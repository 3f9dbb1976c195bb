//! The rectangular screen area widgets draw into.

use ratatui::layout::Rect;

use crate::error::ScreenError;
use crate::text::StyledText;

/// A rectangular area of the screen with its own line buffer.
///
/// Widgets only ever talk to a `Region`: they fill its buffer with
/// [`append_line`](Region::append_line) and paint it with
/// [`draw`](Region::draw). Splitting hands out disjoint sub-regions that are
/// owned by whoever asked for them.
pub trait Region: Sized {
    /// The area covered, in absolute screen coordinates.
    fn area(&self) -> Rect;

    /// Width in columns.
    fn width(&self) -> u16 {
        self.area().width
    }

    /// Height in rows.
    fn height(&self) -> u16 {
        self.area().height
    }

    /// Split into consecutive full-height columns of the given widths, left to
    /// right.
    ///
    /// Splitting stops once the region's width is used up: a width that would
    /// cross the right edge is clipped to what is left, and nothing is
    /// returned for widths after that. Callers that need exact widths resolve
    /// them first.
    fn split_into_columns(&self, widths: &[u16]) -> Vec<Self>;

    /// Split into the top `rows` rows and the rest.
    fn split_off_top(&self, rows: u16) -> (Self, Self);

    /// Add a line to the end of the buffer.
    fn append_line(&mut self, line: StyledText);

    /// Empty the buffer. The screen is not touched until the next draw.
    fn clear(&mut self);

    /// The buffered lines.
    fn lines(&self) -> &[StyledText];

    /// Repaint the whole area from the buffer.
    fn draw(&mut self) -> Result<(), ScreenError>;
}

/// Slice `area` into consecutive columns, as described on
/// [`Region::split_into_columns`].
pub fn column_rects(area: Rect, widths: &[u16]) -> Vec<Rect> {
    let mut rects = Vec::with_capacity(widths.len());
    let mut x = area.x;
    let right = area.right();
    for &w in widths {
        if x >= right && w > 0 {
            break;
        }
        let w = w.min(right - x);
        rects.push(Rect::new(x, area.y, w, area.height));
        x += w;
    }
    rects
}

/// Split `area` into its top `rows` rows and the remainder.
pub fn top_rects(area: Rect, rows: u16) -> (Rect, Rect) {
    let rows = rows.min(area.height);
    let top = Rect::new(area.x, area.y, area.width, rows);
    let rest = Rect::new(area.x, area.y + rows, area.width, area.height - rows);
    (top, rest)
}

________________________

Tally how many lines of the material contain the word "consecutive". The answer must be the number and nothing else.

» **Task response**
2